The door between Hat’s Off T-shirts & Engraving and the building to the west once led to a brothel that was located upstairs until the 1920s. 

4th & Front St.

Built in 1913, the Bylsma name found at the top of the Alsum Trading Company building highlights the original owner. This design and construction style was typical of brick and stone buildings of the era. 

312 Front St.

The building is typical Dutch Revival style, with a peaked brick arch with an opening inside, and oversized and contrasting cornerstones.

217 Front St.

The western half of the Lynden Pioneer Museum was built in 1911; the eastern half was added in 1984. Inside you’ll find the original wood floors. The weight lock trusses used in the building require no nails or screws; the weight of the roof itself locks everything into place. The large double doors were initially used to bring tractors in and out of the building. The museum is now home to the largest collection of horse-drawn vehicles in the state, among other timeless pieces of history.

321 Front St.

The Jansen Art Center combines two buildings. The eastern portion was built as the Steinhauser building in 1912, housing Knapp Furniture upstairs and a funeral parlor downstairs – a common combination in the US in the 1900s. The western half was built in 1928 and served as the fire station, library and City Hall. The roof tower still holds the original city fire alarm, Big Oly and inside are cells from the old town jail. The structure depicts Spanish colonial revival style (one of two such buildings in WA). Renovated in 2012, the J houses art studios, piano lounge, performance hall, art gallery, cafe, and gift shop. 

405 Front St.

Built in 1909 as City Drug Pharmacy, this building is now known as Rustler’s Front Street Grill. It has its original wood floors and a tin ceiling. 

413 Front St.

The building was built in 1906 as the Palace Hotel. It has an archway over the door that was the grand entrance to welcome patrons. The archway is now hidden by the green awning, but the original dental molding remains. 

417 Front St.

Lynden Paint is also known as the Dyk Building, the original name found on the building. It was designed as a professional building in 1921 with offices for dentists and lawyers. It also housed an early post office and was the original location for Peoples Bank, which has grown to have over 24 locations. Peoples Bank is still a major contributor to events in Lynden. 

421 Front St.

Built as a bakery around 1910, the Lynden Dutch Bakery building still has its tile roof, common in Holland. Despite several name changes, the site remains a bakery, making this building the oldest in the city to house the same trade. 

513/515 Front St.

The Frith Building is now home to Katz Coffee & Books, but a metal shop occupied this spot when it was built in 1920. The building has the original wood flooring and tin ceiling from when it was a Farmers Equipment. The front of the building is entirely tin construction. 
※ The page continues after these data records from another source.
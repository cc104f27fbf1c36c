// SPDX-License-Identifier: MIT OR Apache-2.0
//! Generational storage for scene shapes.
//!
//! Shapes are addressed by [`ShapeHandle`], a `slotmap` key, rather than
//! shared pointers. Clearing the arena on scene reload bumps every slot
//! version, so a handle kept from a previous load simply stops resolving.
//!
//! `SlotMap` hands freed slots back in reverse, so the arena keeps its own
//! insertion order. Iteration always walks shapes in the order they were
//! added.

use crate::shape::RigidShape;
use slotmap::{new_key_type, SlotMap};

new_key_type! {
    /// Stable reference to a shape in a [`ShapeArena`]
    pub struct ShapeHandle;
}

/// Slot map of shapes, iterated in insertion order
#[derive(Debug, Clone, Default)]
pub struct ShapeArena {
    shapes: SlotMap<ShapeHandle, RigidShape>,
    order: Vec<ShapeHandle>,
}

impl ShapeArena {
    /// Create an empty arena
    pub fn new() -> Self {
        Self::default()
    }

    /// Store a shape and return its handle
    pub fn insert(&mut self, shape: RigidShape) -> ShapeHandle {
        let handle = self.shapes.insert(shape);
        self.order.push(handle);
        handle
    }

    /// Look up a shape; `None` for stale or foreign handles
    pub fn get(&self, handle: ShapeHandle) -> Option<&RigidShape> {
        self.shapes.get(handle)
    }

    /// Mutable lookup; `None` for stale or foreign handles
    pub fn get_mut(&mut self, handle: ShapeHandle) -> Option<&mut RigidShape> {
        self.shapes.get_mut(handle)
    }

    /// Remove a shape, invalidating its handle
    pub fn remove(&mut self, handle: ShapeHandle) -> Option<RigidShape> {
        let shape = self.shapes.remove(handle)?;
        self.order.retain(|h| *h != handle);
        Some(shape)
    }

    /// Drop every shape and invalidate all outstanding handles
    pub fn clear(&mut self) {
        self.shapes.clear();
        self.order.clear();
    }

    /// True if `handle` currently resolves
    pub fn contains(&self, handle: ShapeHandle) -> bool {
        self.shapes.contains_key(handle)
    }

    /// Number of live shapes
    pub fn len(&self) -> usize {
        self.shapes.len()
    }

    /// True if no shapes are stored
    pub fn is_empty(&self) -> bool {
        self.shapes.is_empty()
    }

    /// Live shapes in insertion order
    pub fn iter(&self) -> impl Iterator<Item = (ShapeHandle, &RigidShape)> {
        self.order
            .iter()
            .filter_map(|&handle| self.shapes.get(handle).map(|shape| (handle, shape)))
    }

    /// Handles of all live shapes in insertion order
    pub fn handles(&self) -> Vec<ShapeHandle> {
        self.order.clone()
    }
}
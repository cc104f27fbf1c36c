// SPDX-License-Identifier: MIT OR Apache-2.0
//! Engine settings and configuration.
//!
//! This module manages the tunables of the simulation:
//! - World gravity, terminal velocity and the kill floor
//! - Player speeds, heights and jump height
//! - Frame timing (delta clamp, FPS cap)
//! - Mouse look
//! - Demo scene options
//!
//! Settings are stored as RON.

use glam::Vec3;
use serde::{Deserialize, Serialize};
use std::path::Path;
use std::time::Duration;
use thiserror::Error;

/// Current settings format version
pub const SETTINGS_FORMAT_VERSION: u32 = 1;

/// Default settings file name
pub const SETTINGS_FILE_NAME: &str = "ashlar.ron";

/// Errors while loading or saving settings
#[derive(Debug, Error)]
pub enum ConfigError {
    /// Reading or writing the file failed
    #[error("IO error: {0}")]
    Io(#[from] std::io::Error),

    /// The file is not valid RON for [`Settings`]
    #[error("Parse error: {0}")]
    Parse(#[from] ron::error::SpannedError),

    /// Serialization failed
    #[error("Serialization error: {0}")]
    Serialize(#[from] ron::Error),

    /// The file was written by a newer version
    #[error("Settings version {found} is newer than supported version {supported}")]
    UnsupportedVersion {
        /// Version in the file
        found: u32,
        /// Highest version this build reads
        supported: u32,
    },

    /// A value parsed but is out of range
    #[error("Invalid value for {field}: {value}")]
    Invalid {
        /// Dotted path of the offending field
        field: &'static str,
        /// The rejected value as written
        value: String,
    },
}

/// World physics settings
#[derive(Debug, Clone, Serialize, Deserialize, PartialEq)]
pub struct WorldSettings {
    /// Vertical acceleration applied to shapes with gravity (negative is down)
    pub gravity: f32,
    /// Lowest vertical velocity a falling shape may reach
    pub terminal_velocity: f32,
    /// Shapes below this height are teleported to `respawn_point`
    pub kill_floor_y: f32,
    /// Where fallen shapes reappear
    pub respawn_point: Vec3,
}

impl Default for WorldSettings {
    fn default() -> Self {
        Self {
            gravity: -19.6,
            terminal_velocity: -50.0,
            kill_floor_y: -30.0,
            respawn_point: Vec3::new(0.0, 10.0, 0.0),
        }
    }
}

/// Player controller settings
#[derive(Debug, Clone, Serialize, Deserialize, PartialEq)]
pub struct PlayerSettings {
    /// Horizontal speed when neither sprinting nor crouching
    pub walk_speed: f32,
    /// Horizontal speed while sprinting
    pub run_speed: f32,
    /// Horizontal speed while crouched
    pub crouch_speed: f32,
    /// Body height standing
    pub stand_height: f32,
    /// Body height crouched
    pub crouch_height: f32,
    /// Body width along X and Z
    pub width: f32,
    /// Apex height of a jump
    pub jump_height: f32,
    /// Player gravity, may differ from the world's
    pub gravity: f32,
    /// Lowest vertical velocity while falling
    pub terminal_velocity: f32,
    /// Eye height as a fraction of current body height, above the center
    pub eye_height_factor: f32,
    /// Spawn position (body center)
    pub spawn_point: Vec3,
}

impl Default for PlayerSettings {
    fn default() -> Self {
        Self {
            walk_speed: 6.0,
            run_speed: 8.0,
            crouch_speed: 1.0,
            stand_height: 2.0,
            crouch_height: 1.0,
            width: 0.8,
            jump_height: 2.0,
            gravity: -19.6,
            terminal_velocity: -50.0,
            eye_height_factor: 0.4,
            spawn_point: Vec3::new(0.0, -1.4, 2.0),
        }
    }
}

/// Frame timing settings
#[derive(Debug, Clone, Serialize, Deserialize, PartialEq)]
pub struct FrameSettings {
    /// Upper bound for the simulation delta (seconds)
    pub max_delta: f32,
    /// Frame rate cap; `None` runs unbounded
    #[serde(default)]
    pub target_fps: Option<u32>,
    /// Seconds between FPS log lines
    pub fps_log_interval: f64,
}

impl Default for FrameSettings {
    fn default() -> Self {
        Self {
            max_delta: 0.05,
            target_fps: None,
            fps_log_interval: 1.0,
        }
    }
}

/// Mouse look settings
#[derive(Debug, Clone, Serialize, Deserialize, PartialEq)]
pub struct LookSettings {
    /// Degrees per pixel of mouse motion
    pub sensitivity: f32,
    /// Initial yaw in degrees
    pub yaw: f32,
    /// Initial pitch in degrees
    pub pitch: f32,
    /// Pitch is clamped to plus/minus this many degrees
    pub pitch_limit: f32,
}

impl Default for LookSettings {
    fn default() -> Self {
        Self {
            sensitivity: 0.1,
            yaw: -90.0,
            pitch: 0.0,
            pitch_limit: 89.0,
        }
    }
}

/// Demo scene options
#[derive(Debug, Clone, Serialize, Deserialize, PartialEq)]
pub struct DemoSettings {
    /// Seed for entity AI randomness
    pub seed: u64,
    /// Spawn the friendly and enemy entities
    pub spawn_entities: bool,
    /// Add the water pond
    pub spawn_water: bool,
}

impl Default for DemoSettings {
    fn default() -> Self {
        Self {
            seed: 0x5eed,
            spawn_entities: true,
            spawn_water: true,
        }
    }
}

/// Complete settings file
#[derive(Debug, Clone, Serialize, Deserialize, PartialEq)]
pub struct Settings {
    /// Settings format version
    pub version: u32,
    /// World physics
    #[serde(default)]
    pub world: WorldSettings,
    /// Player controller
    #[serde(default)]
    pub player: PlayerSettings,
    /// Frame timing
    #[serde(default)]
    pub frame: FrameSettings,
    /// Mouse look
    #[serde(default)]
    pub look: LookSettings,
    /// Demo scene
    #[serde(default)]
    pub demo: DemoSettings,
}

impl Default for Settings {
    fn default() -> Self {
        Self {
            version: SETTINGS_FORMAT_VERSION,
            world: WorldSettings::default(),
            player: PlayerSettings::default(),
            frame: FrameSettings::default(),
            look: LookSettings::default(),
            demo: DemoSettings::default(),
        }
    }
}

impl Settings {
    /// Parse settings from a RON string
    pub fn from_ron(content: &str) -> Result<Self, ConfigError> {
        let settings: Settings = ron::from_str(content)?;

        if settings.version > SETTINGS_FORMAT_VERSION {
            return Err(ConfigError::UnsupportedVersion {
                found: settings.version,
                supported: SETTINGS_FORMAT_VERSION,
            });
        }

        settings.validate()?;
        Ok(settings)
    }

    /// Reject values the frame loop cannot run with
    pub fn validate(&self) -> Result<(), ConfigError> {
        let frame = &self.frame;
        if !(frame.max_delta > 0.0 && frame.max_delta.is_finite()) {
            return Err(ConfigError::Invalid {
                field: "frame.max_delta",
                value: frame.max_delta.to_string(),
            });
        }
        if Duration::try_from_secs_f64(frame.fps_log_interval).is_err() {
            return Err(ConfigError::Invalid {
                field: "frame.fps_log_interval",
                value: frame.fps_log_interval.to_string(),
            });
        }

        Ok(())
    }

    /// Serialize settings to pretty RON
    pub fn to_ron(&self) -> Result<String, ConfigError> {
        let config = ron::ser::PrettyConfig::default()
            .struct_names(true)
            .enumerate_arrays(false);

        Ok(ron::ser::to_string_pretty(self, config)?)
    }

    /// Load settings from a file
    pub fn load(path: &Path) -> Result<Self, ConfigError> {
        let content = std::fs::read_to_string(path)?;
        let settings = Self::from_ron(&content)?;
        tracing::info!("Loaded settings from {}", path.display());
        Ok(settings)
    }

    /// Save settings to a file
    pub fn save(&self, path: &Path) -> Result<(), ConfigError> {
        std::fs::write(path, self.to_ron()?)?;
        tracing::info!("Saved settings to {}", path.display());
        Ok(())
    }
}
Now occupied by Originals by Chad & Compass Point Survey, the Woods Building was built in 1915 by Dr. Frank Woods, evident from the top where his name and initial can be found. The arches and name print follow the art deco style.

521 Front St.

Dr. Woods was a pioneer in women’s health, and his book, The Woman Pays, is still required reading at the University of Washington Medical School. 

655 Front St.

Our tour ends with the iconic windmill located at The Mill Inn. The windmill first opened in 1987 when the Dutch Village was created from a former car dealership. The Mill Inn opened in 2016 with 3 of its 7 guest rooms located inside the 72-foot windmill.